Charles Stewart, PC (August 26, 1868 – December 6, 1946) was a Canadian politician who served as the third Premier of Alberta from 1917 until 1921. Born in Strabane, Ontario, in Wentworth County, Stewart was a farmer who moved west to Alberta after his farm was destroyed by a storm. There he became active in politics and was elected to the Legislative Assembly of Alberta in the 1909 election. He served as Minister of Public Works and Minister of Municipal Affairs—the first person to hold the latter position in Alberta—in the government of Arthur Sifton. When Sifton left provincial politics in 1917 to join the federal cabinet, Stewart was named his replacement.

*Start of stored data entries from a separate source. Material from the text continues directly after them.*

//! Blog entry domain models
//!
//! [`EntryDraft`] is what callers send on create/update, [`Entry`] is what
//! the server confirms back. Update is a full replace: anything missing from
//! a draft is gone after the PUT, so [`merge_draft`] exists for callers that
//! want patch-like behaviour.

use serde::{Deserialize, Serialize};

use crate::error::{HatenaError, Operation};

/// Text format of an entry body
#[derive(Debug, Clone, Copy, Default, PartialEq, Eq, Serialize, Deserialize)]
#[serde(rename_all = "snake_case")]
pub enum ContentType {
    PlainText,
    HatenaSyntax,
    Markdown,
    #[default]
    Html,
}

impl ContentType {
    pub fn mime(&self) -> &'static str {
        match self {
            ContentType::PlainText => "text/plain",
            ContentType::HatenaSyntax => "text/x-hatena-syntax",
            ContentType::Markdown => "text/x-markdown",
            ContentType::Html => "text/html",
        }
    }

    /// Accepts either the MIME string or the short name
    pub fn parse(value: &str) -> Option<Self> {
        match value.trim().to_ascii_lowercase().as_str() {
            "text/plain" | "text" | "plain" => Some(ContentType::PlainText),
            "text/x-hatena-syntax" | "hatena" => Some(ContentType::HatenaSyntax),
            "text/x-markdown" | "markdown" | "md" => Some(ContentType::Markdown),
            "text/html" | "html" => Some(ContentType::Html),
            _ => None,
        }
    }
}

impl std::str::FromStr for ContentType {
    type Err = String;

    fn from_str(s: &str) -> Result<Self, Self::Err> {
        ContentType::parse(s).ok_or_else(|| {
            format!("Unknown content type: {s} (expected text, hatena, markdown or html)")
        })
    }
}

/// Entry as sent to the server on create or update
#[derive(Debug, Clone, Default, PartialEq, Eq, Serialize, Deserialize)]
pub struct EntryDraft {
    pub title: String,
    pub content: String,
    #[serde(default)]
    pub content_type: ContentType,
    #[serde(default)]
    pub author: Option<String>,
    #[serde(default)]
    pub categories: Vec<String>,
    #[serde(default)]
    pub is_draft: bool,
    #[serde(default)]
    pub custom_url: Option<String>,
    /// ISO-8601 timestamp overriding the published/updated date
    #[serde(default)]
    pub updated: Option<String>,
}

impl EntryDraft {
    pub fn new(title: impl Into<String>, content: impl Into<String>) -> Self {
        Self {
            title: title.into(),
            content: content.into(),
            ..Default::default()
        }
    }

    /// Reject drafts the server would refuse anyway
    pub fn validate(&self, operation: Operation) -> Result<(), HatenaError> {
        if self.title.trim().is_empty() {
            return Err(HatenaError::validation(operation, "title must not be empty"));
        }

        if let Some(updated) = &self.updated {
            chrono::DateTime::parse_from_rfc3339(updated).map_err(|e| {
                HatenaError::validation(
                    operation,
                    format!("updated is not an ISO-8601 timestamp ({updated}): {e}"),
                )
            })?;
        }

        if matches!(&self.custom_url, Some(url) if url.trim().is_empty()) {
            return Err(HatenaError::validation(
                operation,
                "custom_url must be omitted rather than empty",
            ));
        }

        Ok(())
    }
}

/// Entry as confirmed by the server
#[derive(Debug, Clone, Default, PartialEq, Eq, Serialize, Deserialize)]
pub struct Entry {
    pub entry_id: String,
    pub edit_url: String,
    #[serde(skip_serializing_if = "Option::is_none")]
    pub public_url: Option<String>,
    pub title: String,
    pub content: String,
    pub content_type: Option<String>,
    pub author: Option<String>,
    pub categories: Vec<String>,
    pub is_draft: bool,
    #[serde(skip_serializing_if = "Option::is_none")]
    pub custom_url: Option<String>,
    pub published: Option<String>,
    pub updated: Option<String>,
}

/// One page of the entry collection
#[derive(Debug, Clone, Default, PartialEq, Eq, Serialize)]
pub struct FeedPage {
    pub entries: Vec<Entry>,
    #[serde(skip_serializing_if = "Option::is_none")]
    pub next_cursor: Option<String>,
}

/// Fields a caller wants to change; `None` keeps the current value
#[derive(Debug, Clone, Default, PartialEq, Eq, Deserialize)]
pub struct EntryPatch {
    pub title: Option<String>,
    pub content: Option<String>,
    pub content_type: Option<ContentType>,
    pub categories: Option<Vec<String>>,
    pub is_draft: Option<bool>,
    pub custom_url: Option<String>,
    pub updated: Option<String>,
}

impl EntryPatch {
    pub fn is_empty(&self) -> bool {
        self == &EntryPatch::default()
    }
}

/// Build a full-replace draft from the current server state plus a patch
pub fn merge_draft(current: &Entry, patch: EntryPatch) -> EntryDraft {
    let content_type = patch.content_type.unwrap_or_else(|| {
        current
            .content_type
            .as_deref()
            .and_then(ContentType::parse)
            .unwrap_or_default()
    });

    EntryDraft {
        title: patch.title.unwrap_or_else(|| current.title.clone()),
        content: patch.content.unwrap_or_else(|| current.content.clone()),
        content_type,
        author: current.author.clone(),
        categories: patch
            .categories
            .unwrap_or_else(|| current.categories.clone()),
        is_draft: patch.is_draft.unwrap_or(current.is_draft),
        custom_url: patch.custom_url.or_else(|| current.custom_url.clone()),
        updated: patch.updated,
    }
}

/// Convert a confirmed entry back into a draft, e.g. to post it elsewhere
pub fn draft_from_entry(entry: &Entry) -> EntryDraft {
    merge_draft(entry, EntryPatch::default())
}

As premier, Stewart tried to hold together his Liberal Party, which was divided by the Conscription Crisis of 1917. He endeavoured to enforce prohibition of alcoholic beverages, which had been enshrined in law by a referendum during Sifton's premiership, but found that the law was not widely enough supported to be effectively policed. His government took over several of the province's financially troubled railroads, and guaranteed bonds sold to fund irrigation projects. Several of these policies were the result of lobbying by the United Farmers of Alberta (UFA), with which Stewart enjoyed good relations; even so, the UFA was politicized during Stewart's premiership and ran candidates in the 1921 election. Unable to match the UFA's appeal to rural voters, Stewart's government was defeated at the polls and he was succeeded as premier by Herbert Greenfield.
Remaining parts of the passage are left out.